On Second Stage of this Bill, I spoke of a similar incident which occurred last March in Limerick, where another English language school collapsed without warning. We now know that the owner purchased that school in 2017 for €100. He had no idea how to run a business and he drove the school into insolvency, leaving not only students but teachers, high and dry. What happened in Limerick and what has happened this week at Grafton College has been allowed to happen because of a severe lack of regulation in the industry. We cannot allow this to continue. Teachers and students need certainty and protection. For this reason, I support these amendments, in particular amendments Nos. 58, 59 and 66.
While I acknowledge that a lot of good work has been done on this Bill, to deal with the issue of regulation without addressing the pressing needs of workers is akin to deciding to paint a house, forgetting that it is on fire. This is too important an issue to address it in that way.
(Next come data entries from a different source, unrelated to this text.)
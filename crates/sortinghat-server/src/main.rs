//! SortingHat server binary.
//!
//! Reads `sortinghat.toml` (or the path given with `--config`) and
//! `SORTINGHAT_*` environment variables, opens the SQLite databases under
//! `data_dir` and either serves the JSON API or runs a maintenance command.
//!
//! # Password hash generation
//!
//! To generate the argon2 PHC string for a `[[users]]` entry:
//!
//! ```
//! cargo run -p sortinghat-server -- hash-password
//! ```

mod config;

use std::{collections::BTreeMap, path::PathBuf};

use anyhow::{Context as _, anyhow};
use argon2::{Argon2, PasswordHasher, password_hash::SaltString};
use clap::{Parser, Subcommand};
use rand_core::OsRng;
use sortinghat_api::{AppState, AuthConfig, api_router};
use sortinghat_core::{Ctx, tenancy::Tenant};
use sortinghat_store_sqlite::{SqliteStore, TenantRouter};
use tokio::net::TcpListener;
use tower_http::trace::TraceLayer;
use tracing::level_filters::LevelFilter;
use tracing_subscriber::EnvFilter;

use crate::config::ServerConfig;

#[derive(Parser)]
#[command(author, version, about = "SortingHat identity registry")]
struct Cli {
  /// Path to the TOML configuration file.
  #[arg(short, long, default_value = "sortinghat.toml")]
  config: PathBuf,

  #[command(subcommand)]
  command: Command,
}

#[derive(Subcommand)]
enum Command {
  /// Serve the JSON API.
  Serve,
  /// Load identities and affiliations from a gitdm or mailmap source.
  Import {
    /// Backend name (`gitdm`, `mailmap`).
    backend:   String,
    /// Path, `file://` or `http(s)://` URL of the main document.
    location:  String,
    /// Extra backend parameter, `key=value`; repeatable.
    #[arg(short, long = "param", value_parser = parse_param)]
    params:    Vec<(String, String)>,
    /// Logical database to import into; the default database otherwise.
    #[arg(long)]
    tenant:    Option<String>,
    /// Principal recorded in the journal.
    #[arg(long, default_value = "sortinghat-cli")]
    principal: String,
  },
  /// Manage the tenant table.
  Tenant {
    #[command(subcommand)]
    action: TenantAction,
  },
  /// Print the argon2 hash for a password entered on stdin and exit.
  HashPassword,
}

#[derive(Subcommand)]
enum TenantAction {
  /// Route `header` requests by `user` to `database`.
  Add { user: String, header: String, database: String },
  Remove { user: String, header: String },
  List,
}

fn parse_param(s: &str) -> Result<(String, String), String> {
  let (key, value) = s
    .split_once('=')
    .ok_or_else(|| format!("expected key=value, got {s:?}"))?;
  Ok((key.trim().to_owned(), value.to_owned()))
}

#[tokio::main]
async fn main() -> anyhow::Result<()> {
  // Initialise tracing.
  tracing_subscriber::fmt()
    .with_env_filter(
      EnvFilter::builder()
        .with_default_directive(LevelFilter::INFO.into())
        .from_env_lossy(),
    )
    .init();

  let cli = Cli::parse();

  // Helper mode: hash a password and exit.
  if let Command::HashPassword = cli.command {
    let password = rpassword_or_stdin()?;
    let salt = SaltString::generate(&mut OsRng);
    let hash = Argon2::default()
      .hash_password(password.as_bytes(), &salt)
      .map_err(|e| anyhow!("argon2 error: {e}"))?
      .to_string();
    println!("{hash}");
    return Ok(());
  }

  let cfg = ServerConfig::load(&cli.config)?;
  let router = open_router(&cfg).await?;

  match cli.command {
    Command::Serve => serve(cfg, router).await,
    Command::Import { backend, location, params, tenant, principal } => {
      let database = tenant.unwrap_or_else(|| cfg.default_database.clone());
      let store = router
        .store(&database)
        .await
        .with_context(|| format!("failed to open database {database}"))?;
      let ctx = Ctx::new(store).with_principal(principal).with_tenant(database);
      let params: BTreeMap<String, String> = params.into_iter().collect();

      let report = sortinghat_import::import(&ctx, &backend, &location, &params)
        .await
        .with_context(|| format!("import of {location} failed"))?;
      println!(
        "individuals: {}, identities added: {}, merges: {}, enrollments added: {}, skipped: {}",
        report.individuals,
        report.identities_added,
        report.merges,
        report.enrollments_added,
        report.skipped,
      );
      Ok(())
    }
    Command::Tenant { action } => tenant(router.default_store(), action).await,
    Command::HashPassword => Ok(()),
  }
}

/// Open the default database and a router that lazily opens the others.
async fn open_router(cfg: &ServerConfig) -> anyhow::Result<TenantRouter> {
  tokio::fs::create_dir_all(&cfg.data_dir)
    .await
    .with_context(|| format!("failed to create {}", cfg.data_dir.display()))?;

  let path = cfg.database_path(&cfg.default_database);
  let store = SqliteStore::open(&path)
    .await
    .with_context(|| format!("failed to open store at {path:?}"))?;
  Ok(TenantRouter::new(cfg.default_database.clone(), store).with_data_dir(&cfg.data_dir))
}

async fn serve(cfg: ServerConfig, router: TenantRouter) -> anyhow::Result<()> {
  if cfg.users.is_empty() {
    tracing::warn!("no users configured; the API is open");
  }
  let state = AppState::new(router, AuthConfig::new(cfg.users.clone(), cfg.tenant_header.clone()));
  let app = api_router(state).layer(TraceLayer::new_for_http());
  let address = format!("{}:{}", cfg.host, cfg.port);

  tracing::info!("Listening on http://{address}");
  let listener = TcpListener::bind(&address)
    .await
    .with_context(|| format!("failed to bind {address}"))?;

  axum::serve(listener, app)
    .with_graceful_shutdown(async {
      tokio::signal::ctrl_c().await.ok();
      tracing::info!("shutting down");
    })
    .await
    .context("server error")?;

  Ok(())
}

async fn tenant(store: &SqliteStore, action: TenantAction) -> anyhow::Result<()> {
  match action {
    TenantAction::Add { user, header, database } => {
      store
        .add_tenant(Tenant { user, header, database })
        .await
        .context("failed to add tenant")?;
    }
    TenantAction::Remove { user, header } => {
      store
        .remove_tenant(&user, &header)
        .await
        .context("failed to remove tenant")?;
    }
    TenantAction::List => {
      for t in store.list_tenants().await.context("failed to list tenants")? {
        println!("{}\t{}\t{}", t.user, t.header, t.database);
      }
    }
  }
  Ok(())
}

/// Read a password from stdin (no echo).
fn rpassword_or_stdin() -> anyhow::Result<String> {
  use std::io::{self, BufRead, Write};
  let stdin = io::stdin();
  print!("Password: ");
  io::stdout().flush().ok();
  let mut line = String::new();
  stdin.lock().read_line(&mut line)?;
  Ok(
    line
      .trim_end_matches('\n')
      .trim_end_matches('\r')
      .to_string(),
  )
}

#[cfg(test)]
mod tests {
  use super::*;

  #[test]
  fn params_split_on_the_first_equals() {
    assert_eq!(
      parse_param("aliases_url=https://example.com/a?x=1").unwrap(),
      ("aliases_url".to_owned(), "https://example.com/a?x=1".to_owned())
    );
    assert!(parse_param("has_orgs").is_err());
  }

  #[test]
  fn cli_parses_import() {
    let cli = Cli::try_parse_from([
      "sortinghat",
      "import",
      "gitdm",
      "email-map.txt",
      "--param",
      "domains_url=domains.txt",
      "--tenant",
      "acme",
    ])
    .unwrap();
    match cli.command {
      Command::Import { backend, params, tenant, .. } => {
        assert_eq!(backend, "gitdm");
        assert_eq!(params, vec![("domains_url".to_owned(), "domains.txt".to_owned())]);
        assert_eq!(tenant.as_deref(), Some("acme"));
      }
      _ => panic!("expected import"),
    }
  }
}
It would send out a negative signal not only to the people in the Public Gallery today but workers throughout Ireland engaged in this sector if the Minister of State does not take the opportunity of this Bill to address these key concerns. I thank my colleague, Senator Ruane, and colleagues of the Labour Party for these amendments, which provide us with the means to address those concerns.
On amendment No. 66, if this House is in agreement that the best way to regulate the English language sector is through the awarding of an International Education Mark, IEM, then we must ensure that the standards we set for schools to attain that mark include a strong and rigorous application of workers' rights, otherwise little will change for those who currently work in the sector. It is, therefore, essential that the IEM includes provisions which set standards for how we expect employers to act in this sector. For this reason, Sinn Féin will be supporting Senator Ruane's amendment to section 61 of the principal Act. Under the International Education Mark, if a school were to contravene, for example, health and safety regulations, it would be sanctioned and it could potentially lose its IEM accreditation. Amendment No. 66 seeks the application of the same consequences where a school contravenes employment regulations. Senator Ruane's amendment sets out some of these basic standards, including that the school must be in compliance with section 9 of the Fixed Term Working Act 2003; it must not engage in bogus self employment; it must pay workers for work outside of class contract hours and it must adhere to the Working Time Act and the Paternal Leave Act. In this regard, all we are doing is bringing the English language sector in line with existing employment standards.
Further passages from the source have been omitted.